● **Task requirements**: Go over the records and copy every line with the string "listing".

Data excerpts START

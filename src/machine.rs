//! This module defines the `CompiledMachine`, the read-only result of lowering, and the
//! `TuringMachine` interpreter that executes it on one or more physical tapes.
//!
//! The transition function of a compiled machine is total: an unknown state, a symbol
//! outside the alphabet, or a missing transition all resolve to writing an empty cell,
//! moving right and rejecting.

use log::{trace, warn};
use std::collections::HashMap;

use crate::alphabet::Alphabet;
use crate::cell::{Cell, Movement};
use crate::features::FeatureSet;
use crate::multitape::decode_segments;
use crate::render::{HistoryRenderer, Renderer, SilentRenderer, StepRecord};
use crate::table::TransitionTable;
use crate::tape::{Tape, TapeSnapshot};
use crate::types::{Halt, Step, RUN_BATCH_SIZE, STATE_REJECT};
use crate::update::{Outcome, TapeUpdate};

/// A machine whose transition tables can no longer change.
#[derive(Debug, Clone)]
pub struct CompiledMachine {
    start_state: String,
    states: HashMap<String, TransitionTable>,
    order: Vec<String>,
    alphabet: Alphabet,
    features: FeatureSet,
    logical_tapes: usize,
    physical_tapes: usize,
    reject: Outcome,
}

impl CompiledMachine {
    pub(crate) fn new(
        start_state: String,
        states: HashMap<String, TransitionTable>,
        order: Vec<String>,
        alphabet: Alphabet,
        features: FeatureSet,
        logical_tapes: usize,
        physical_tapes: usize,
    ) -> Self {
        let reject = Outcome::new(
            vec![TapeUpdate::write(Cell::EMPTY, Movement::R); physical_tapes],
            STATE_REJECT,
        );
        Self {
            start_state,
            states,
            order,
            alphabet,
            features,
            logical_tapes,
            physical_tapes,
            reject,
        }
    }

    /// Resolves the outcome for `cell` read in `state`.
    ///
    /// # Arguments
    ///
    /// * `state` - The current state.
    /// * `cell` - The cell under the head, or the tuple of cells under every head.
    ///
    /// # Returns
    ///
    /// * The registered outcome, or the reject outcome when there is none.
    pub fn lookup(&self, state: &str, cell: &Cell) -> &Outcome {
        let Some(table) = self.states.get(state) else {
            warn!("unknown state {state}, rejecting");
            return &self.reject;
        };
        if !self.alphabet.is_valid(cell) {
            warn!("{cell} in state {state} is not part of the alphabet, rejecting");
            return &self.reject;
        }
        match table.lookup(cell) {
            Some(outcome) => outcome,
            None => {
                warn!("no transition from state {state} on {cell}, rejecting");
                &self.reject
            }
        }
    }

    pub fn start_state(&self) -> &str {
        &self.start_state
    }

    /// Number of tapes the interpreter allocates.
    pub fn tape_count(&self) -> usize {
        self.physical_tapes
    }

    /// Number of tapes the machine was specified with.
    pub fn logical_tape_count(&self) -> usize {
        self.logical_tapes
    }

    /// Whether several logical tapes share one physical tape.
    pub fn is_simulated(&self) -> bool {
        self.logical_tapes > self.physical_tapes
    }

    pub fn alphabet(&self) -> &Alphabet {
        &self.alphabet
    }

    pub fn features(&self) -> &FeatureSet {
        &self.features
    }

    /// State names in creation order.
    pub fn state_names(&self) -> impl Iterator<Item = &str> {
        self.order.iter().map(String::as_str)
    }

    pub fn transitions(&self, state: &str) -> Option<&TransitionTable> {
        self.states.get(state)
    }

    pub fn state_count(&self) -> usize {
        self.states.len()
    }

    /// Number of registered entries; a multi-match group counts once.
    pub fn transition_count(&self) -> usize {
        self.states.values().map(|table| table.entries().len()).sum()
    }

    /// Every state with transitions, followed by its entries.
    ///
    /// ```text
    /// qstart:
    ///   0 ⟶ 0 [move N] [next state: ACCEPT]
    ///   {*} ⟶ [no change] [move 1R] [next state: qstart]
    /// ```
    pub fn developer_display(&self) -> String {
        let mut listing = String::new();
        for name in &self.order {
            let Some(table) = self.states.get(name).filter(|table| !table.is_empty()) else {
                continue;
            };
            listing.push_str(name);
            listing.push_str(":\n");
            for line in table.developer_display() {
                listing.push_str("  ");
                listing.push_str(&line);
                listing.push('\n');
            }
        }
        listing
    }
}

/// Executes a compiled machine step by step.
///
/// The renderer is notified after loading and after every step.
pub struct TuringMachine<R: Renderer = SilentRenderer> {
    program: CompiledMachine,
    state: String,
    tapes: Vec<Tape>,
    input: Vec<Cell>,
    step_count: usize,
    renderer: R,
}

impl TuringMachine {
    /// Creates an interpreter without a renderer. The tapes start blank.
    pub fn new(program: CompiledMachine) -> Self {
        Self::with_renderer(program, SilentRenderer)
    }
}

impl<R: Renderer> TuringMachine<R> {
    pub fn with_renderer(program: CompiledMachine, mut renderer: R) -> Self {
        renderer.on_tape_count_changed(program.logical_tape_count());
        Self {
            state: program.start_state().to_string(),
            tapes: vec![Tape::new(); program.tape_count()],
            input: Vec::new(),
            step_count: 0,
            renderer,
            program,
        }
    }

    /// Resets the machine and writes `input` onto the first tape, one cell per character.
    pub fn load(&mut self, input: &str) {
        self.load_cells(input.chars().map(Cell::from));
    }

    pub fn load_cells(&mut self, input: impl IntoIterator<Item = Cell>) {
        self.input = input.into_iter().collect();
        self.reset();
    }

    /// Goes back to the start state with the last loaded input.
    pub fn reset(&mut self) {
        self.tapes = vec![Tape::new(); self.program.tape_count()];
        if let Some(first) = self.tapes.first_mut() {
            first.load(self.input.iter().cloned());
        }
        self.state = self.program.start_state().to_string();
        self.step_count = 0;
        self.renderer.on_step(&self.state, &self.tapes);
    }

    /// The cell under the head, or the tuple of cells under every head.
    fn read_key(&self) -> Cell {
        match self.tapes.as_slice() {
            [tape] => tape.read().clone(),
            tapes => Cell::tuple(tapes.iter().map(|tape| tape.read().clone()).collect()),
        }
    }

    /// Executes one transition.
    ///
    /// # Returns
    ///
    /// * `Step::Continue` if the new state is not terminal.
    /// * `Step::Halt(_)` if the machine is now (or already was) in `ACCEPT` or `REJECT`.
    pub fn step(&mut self) -> Step {
        if let Some(halt) = self.halt() {
            return Step::Halt(halt);
        }

        let key = self.read_key();
        let outcome = self.program.lookup(&self.state, &key);
        trace!("{} on {} -> {}", self.state, key, outcome);
        outcome.apply(&mut self.tapes);
        self.state = outcome.next_state().to_string();
        self.step_count += 1;
        self.renderer.on_step(&self.state, &self.tapes);

        match self.halt() {
            Some(halt) => Step::Halt(halt),
            None => Step::Continue,
        }
    }

    /// Runs at most `max_steps` steps, in batches of `RUN_BATCH_SIZE`.
    ///
    /// Returns `Step::Continue` if the limit was reached before the machine halted.
    pub fn run(&mut self, max_steps: usize) -> Step {
        let mut remaining = max_steps;
        while remaining > 0 {
            let batch = remaining.min(RUN_BATCH_SIZE);
            for _ in 0..batch {
                if let Step::Halt(halt) = self.step() {
                    return Step::Halt(halt);
                }
            }
            remaining -= batch;
            trace!("{} steps executed, state {}", self.step_count, self.state);
        }
        Step::Continue
    }

    pub fn state(&self) -> &str {
        &self.state
    }

    pub fn is_terminal(&self) -> bool {
        self.halt().is_some()
    }

    pub fn halt(&self) -> Option<Halt> {
        Halt::from_state(&self.state)
    }

    pub fn step_count(&self) -> usize {
        self.step_count
    }

    /// The content and head of physical tape `index`.
    pub fn tape_snapshot(&self, index: usize) -> Option<TapeSnapshot> {
        self.tapes.get(index).map(Tape::snapshot)
    }

    pub fn tape_snapshots(&self) -> Vec<TapeSnapshot> {
        self.tapes.iter().map(Tape::snapshot).collect()
    }

    /// One snapshot per logical tape, decoded from the shared tape when simulating.
    pub fn logical_tapes(&self) -> Vec<TapeSnapshot> {
        match self.tapes.as_slice() {
            [tape] if self.program.is_simulated() => {
                decode_segments(tape.cells(), self.program.logical_tape_count())
            }
            tapes => tapes.iter().map(Tape::snapshot).collect(),
        }
    }

    /// Puts the machine back into a recorded configuration.
    pub fn restore(&mut self, record: &StepRecord) {
        self.state = record.state.clone();
        for (tape, snapshot) in self.tapes.iter_mut().zip(&record.tapes) {
            tape.restore(snapshot);
        }
    }

    pub fn program(&self) -> &CompiledMachine {
        &self.program
    }

    pub fn renderer(&self) -> &R {
        &self.renderer
    }

    pub fn renderer_mut(&mut self) -> &mut R {
        &mut self.renderer
    }
}

impl TuringMachine<HistoryRenderer> {
    /// Undoes the last step. Returns false at the first recorded configuration.
    pub fn step_back(&mut self) -> bool {
        match self.renderer.previous() {
            Some(record) => {
                self.restore(&record);
                self.step_count = self.step_count.saturating_sub(1);
                true
            }
            None => false,
        }
    }
}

Data excerpts END

● **Worked solution**:
        let mut listing = String::new();
            listing.push_str(name);
            listing.push_str(":\n");
                listing.push_str("  ");
                listing.push_str(&line);
                listing.push('\n');
        listing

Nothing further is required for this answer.